Saved entries:
──────

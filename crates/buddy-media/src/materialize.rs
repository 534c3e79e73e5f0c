//! Attachments to inline `data:` URLs.

use crate::classify::{extract_media_items, MediaDescriptor};
use crate::frames::{extract_video_frames, FrameExtractor};
use crate::gif::gif_frames_to_png;
use crate::sniff::{is_gif, sniff_mime};
use base64::Engine;
use buddy_core::{
    config::MediaConfig,
    error::{BuddyError, MediaError},
    message::{DownloadedFile, IncomingMessage},
    traits::Channel,
};
use std::sync::Arc;
use tracing::{debug, info, warn};

/// Per-kind download ceilings, in bytes.
#[derive(Debug, Clone, Copy)]
pub struct MediaLimits {
    pub max_image_bytes: usize,
    pub max_video_bytes: usize,
}

impl From<&MediaConfig> for MediaLimits {
    fn from(cfg: &MediaConfig) -> Self {
        Self {
            max_image_bytes: cfg.max_image_bytes,
            max_video_bytes: cfg.max_video_bytes,
        }
    }
}

/// Downloads attachments and turns them into model-ready images.
pub struct Materializer {
    channel: Arc<dyn Channel>,
    extractor: Arc<dyn FrameExtractor>,
    limits: MediaLimits,
}

impl Materializer {
    pub fn new(
        channel: Arc<dyn Channel>,
        extractor: Arc<dyn FrameExtractor>,
        limits: MediaLimits,
    ) -> Self {
        Self {
            channel,
            extractor,
            limits,
        }
    }

    /// Every attachment of `messages`, in order, as `data:` URLs.
    ///
    /// The first failing attachment aborts the batch.
    pub async fn download_as_data_urls(
        &self,
        messages: &[IncomingMessage],
    ) -> Result<Vec<String>, MediaError> {
        let mut urls = Vec::new();
        for msg in messages {
            for item in extract_media_items(msg) {
                urls.extend(self.materialize_item(&item).await?);
            }
        }
        if urls.is_empty() {
            return Err(MediaError::NoSupportedMedia);
        }
        info!(
            "materialized {} image(s) from {} message(s)",
            urls.len(),
            messages.len()
        );
        Ok(urls)
    }

    async fn materialize_item(&self, item: &MediaDescriptor) -> Result<Vec<String>, MediaError> {
        let video = item.is_video();
        let limit = if video {
            self.limits.max_video_bytes
        } else {
            self.limits.max_image_bytes
        };

        let file = self.download(&item.file_id, limit).await?;
        debug!(
            "downloaded {:?} {} ({} bytes)",
            item.kind,
            item.file_id,
            file.bytes.len()
        );

        if !video && !served_as_video(&file) {
            return file_to_data_urls(file, item.mime_type.as_deref()).await;
        }

        match extract_video_frames(self.extractor.as_ref(), &file.bytes).await {
            Ok(frames) => Ok(frames
                .iter()
                .map(|png| to_data_url(png, "image/png"))
                .collect()),
            Err(e) => {
                let Some(fallback_id) = item.fallback_file_id.as_deref() else {
                    return Err(e);
                };
                warn!("video frames failed ({e}), using thumbnail");
                match self.download(fallback_id, self.limits.max_image_bytes).await {
                    Ok(thumb) => file_to_data_urls(thumb, None).await,
                    Err(fallback_err) => {
                        warn!("thumbnail download failed: {fallback_err}");
                        Err(e)
                    }
                }
            }
        }
    }

    async fn download(&self, file_id: &str, limit: usize) -> Result<DownloadedFile, MediaError> {
        self.channel
            .download_file(file_id, limit)
            .await
            .map_err(|e| match e {
                BuddyError::Media(m) => m,
                other => MediaError::Download(other.to_string()),
            })
    }
}

/// Whether the server header, or failing that the bytes, say video.
fn served_as_video(file: &DownloadedFile) -> bool {
    file.content_type
        .as_deref()
        .or_else(|| sniff_mime(&file.bytes))
        .is_some_and(|t| t.starts_with("video/"))
}

/// Resolve the content type and emit one or more images.
///
/// Order: server header, byte sniffing, then the sender's declared type.
async fn file_to_data_urls(
    file: DownloadedFile,
    declared: Option<&str>,
) -> Result<Vec<String>, MediaError> {
    let sniffed = sniff_mime(&file.bytes);
    let content_type = file
        .content_type
        .as_deref()
        .or(sniffed)
        .or(declared)
        .unwrap_or_default()
        .to_ascii_lowercase();

    if is_gif(&file.bytes, &content_type) || sniffed == Some("image/gif") {
        let data = file.bytes;
        let frames = tokio::task::spawn_blocking(move || gif_frames_to_png(&data))
            .await
            .map_err(|e| MediaError::Decode(format!("gif decode task failed: {e}")))??;
        return Ok(frames
            .iter()
            .map(|png| to_data_url(png, "image/png"))
            .collect());
    }

    if content_type.starts_with("image/") {
        return Ok(vec![to_data_url(&file.bytes, &content_type)]);
    }
    if let Some(mime) = sniffed.filter(|m| m.starts_with("image/")) {
        return Ok(vec![to_data_url(&file.bytes, mime)]);
    }

    Err(MediaError::UnsupportedType(if content_type.is_empty() {
        "unknown".into()
    } else {
        content_type
    }))
}

fn to_data_url(data: &[u8], mime: &str) -> String {
    let b64 = base64::engine::general_purpose::STANDARD.encode(data);
    format!("data:{mime};base64,{b64}")
}

#[cfg(test)]
mod tests {
    use super::*;
    use crate::test_support::{
        gif_bytes, message, photo, png_bytes, FileServer, ScriptedExtractor,
    };
    use buddy_core::message::{Animation, Document};

    const LIMITS: MediaLimits = MediaLimits {
        max_image_bytes: 2 * 1024 * 1024,
        max_video_bytes: 10 * 1024 * 1024,
    };

    fn materializer(server: FileServer, extractor: ScriptedExtractor) -> Materializer {
        Materializer::new(Arc::new(server), Arc::new(extractor), LIMITS)
    }

    fn photo_message(id: i64, file_id: &str) -> IncomingMessage {
        let mut msg = message(id);
        msg.photo = vec![photo(file_id)];
        msg
    }

    fn animation_message(thumb: Option<&str>) -> IncomingMessage {
        let mut msg = message(1);
        msg.animation = Some(Animation {
            file_id: "anim".into(),
            mime_type: Some("video/mp4".into()),
            file_name: Some("a.mp4".into()),
            thumbnail: thumb.map(photo),
        });
        msg
    }

    #[tokio::test]
    async fn test_photo_uses_header_content_type() {
        let server = FileServer::new().with("p1", png_bytes(), Some("image/png"));
        let m = materializer(server, ScriptedExtractor::new(Ok(1.0)));
        let urls = m
            .download_as_data_urls(&[photo_message(1, "p1")])
            .await
            .unwrap();
        assert_eq!(urls.len(), 1);
        assert!(urls[0].starts_with("data:image/png;base64,"));
    }

    #[tokio::test]
    async fn test_missing_header_falls_back_to_sniffing() {
        let server = FileServer::new().with("p1", png_bytes(), None);
        let m = materializer(server, ScriptedExtractor::new(Ok(1.0)));
        let urls = m
            .download_as_data_urls(&[photo_message(1, "p1")])
            .await
            .unwrap();
        assert!(urls[0].starts_with("data:image/png;base64,"));
    }

    #[tokio::test]
    async fn test_album_order_preserved() {
        let server = FileServer::new()
            .with("a", png_bytes(), Some("image/png"))
            .with("b", vec![0xFF, 0xD8, 0xFF, 0xE0, 1, 2, 3], Some("image/jpeg"));
        let m = materializer(server, ScriptedExtractor::new(Ok(1.0)));
        let urls = m
            .download_as_data_urls(&[photo_message(1, "a"), photo_message(2, "b")])
            .await
            .unwrap();
        assert_eq!(urls.len(), 2);
        assert!(urls[0].starts_with("data:image/png"));
        assert!(urls[1].starts_with("data:image/jpeg"));
    }

    #[tokio::test]
    async fn test_gif_document_sampled_into_three_pngs() {
        let server = FileServer::new().with("g", gif_bytes(6), None);
        let mut msg = message(1);
        msg.document = Some(Document {
            file_id: "g".into(),
            mime_type: None,
            file_name: Some("fun.gif".into()),
        });
        let m = materializer(server, ScriptedExtractor::new(Ok(1.0)));
        let urls = m.download_as_data_urls(&[msg]).await.unwrap();
        assert_eq!(urls.len(), 3);
        assert!(urls.iter().all(|u| u.starts_with("data:image/png;base64,")));
    }

    #[tokio::test]
    async fn test_oversized_photo_aborts_batch() {
        let server = FileServer::new()
            .with("ok", png_bytes(), Some("image/png"))
            .with("big", vec![0u8; LIMITS.max_image_bytes + 1], Some("image/png"));
        let m = materializer(server, ScriptedExtractor::new(Ok(1.0)));
        let err = m
            .download_as_data_urls(&[photo_message(1, "ok"), photo_message(2, "big")])
            .await
            .unwrap_err();
        assert!(matches!(err, MediaError::TooLarge { .. }));
    }

    #[tokio::test]
    async fn test_video_gets_larger_ceiling() {
        let server = FileServer::new().with(
            "anim",
            vec![0u8; LIMITS.max_image_bytes + 1],
            Some("video/mp4"),
        );
        let m = materializer(server, ScriptedExtractor::new(Ok(4.0)));
        let urls = m
            .download_as_data_urls(&[animation_message(None)])
            .await
            .unwrap();
        assert_eq!(urls.len(), 3);
    }

    #[tokio::test]
    async fn test_video_failure_uses_thumbnail() {
        let server = FileServer::new()
            .with("anim", b"not a video".to_vec(), Some("video/mp4"))
            .with("thumb", png_bytes(), Some("image/png"));
        let m = materializer(server, ScriptedExtractor::new(Err(())));
        let urls = m
            .download_as_data_urls(&[animation_message(Some("thumb"))])
            .await
            .unwrap();
        assert_eq!(urls.len(), 1);
        assert!(urls[0].starts_with("data:image/png"));
    }

    #[tokio::test]
    async fn test_video_failure_without_thumbnail_propagates() {
        let server = FileServer::new().with("anim", b"x".to_vec(), Some("video/mp4"));
        let m = materializer(server, ScriptedExtractor::new(Ok(-1.0)));
        let err = m
            .download_as_data_urls(&[animation_message(None)])
            .await
            .unwrap_err();
        assert!(matches!(err, MediaError::InvalidDuration(_)));
    }

    #[tokio::test]
    async fn test_document_served_as_video_gets_frames() {
        let server = FileServer::new().with("clip", b"\x00\x00\x00\x18ftypmp42".to_vec(), None);
        let mut msg = message(1);
        msg.document = Some(Document {
            file_id: "clip".into(),
            mime_type: Some("image/png".into()),
            file_name: Some("clip.png".into()),
        });
        let m = materializer(server, ScriptedExtractor::new(Ok(4.0)));
        let urls = m.download_as_data_urls(&[msg]).await.unwrap();
        assert_eq!(urls.len(), 3);
        assert!(urls.iter().all(|u| u.starts_with("data:image/png;base64,")));
    }

    #[tokio::test]
    async fn test_unsupported_type() {
        let server = FileServer::new().with("p", b"%PDF-1.7".to_vec(), Some("application/pdf"));
        let m = materializer(server, ScriptedExtractor::new(Ok(1.0)));
        let err = m
            .download_as_data_urls(&[photo_message(1, "p")])
            .await
            .unwrap_err();
        assert!(matches!(err, MediaError::UnsupportedType(t) if t == "application/pdf"));
    }

    #[tokio::test]
    async fn test_no_media_at_all() {
        let m = materializer(FileServer::new(), ScriptedExtractor::new(Ok(1.0)));
        let err = m.download_as_data_urls(&[message(1)]).await.unwrap_err();
        assert!(matches!(err, MediaError::NoSupportedMedia));
    }

    #[tokio::test]
    async fn test_download_failure_mapped() {
        let m = materializer(FileServer::new(), ScriptedExtractor::new(Ok(1.0)));
        let err = m
            .download_as_data_urls(&[photo_message(1, "missing")])
            .await
            .unwrap_err();
        assert!(matches!(err, MediaError::Download(_)));
    }
}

──────

* TASK BRIEF
Scan the entries for lines with the string "messages". Report only how many there are.

* THE ANSWER
4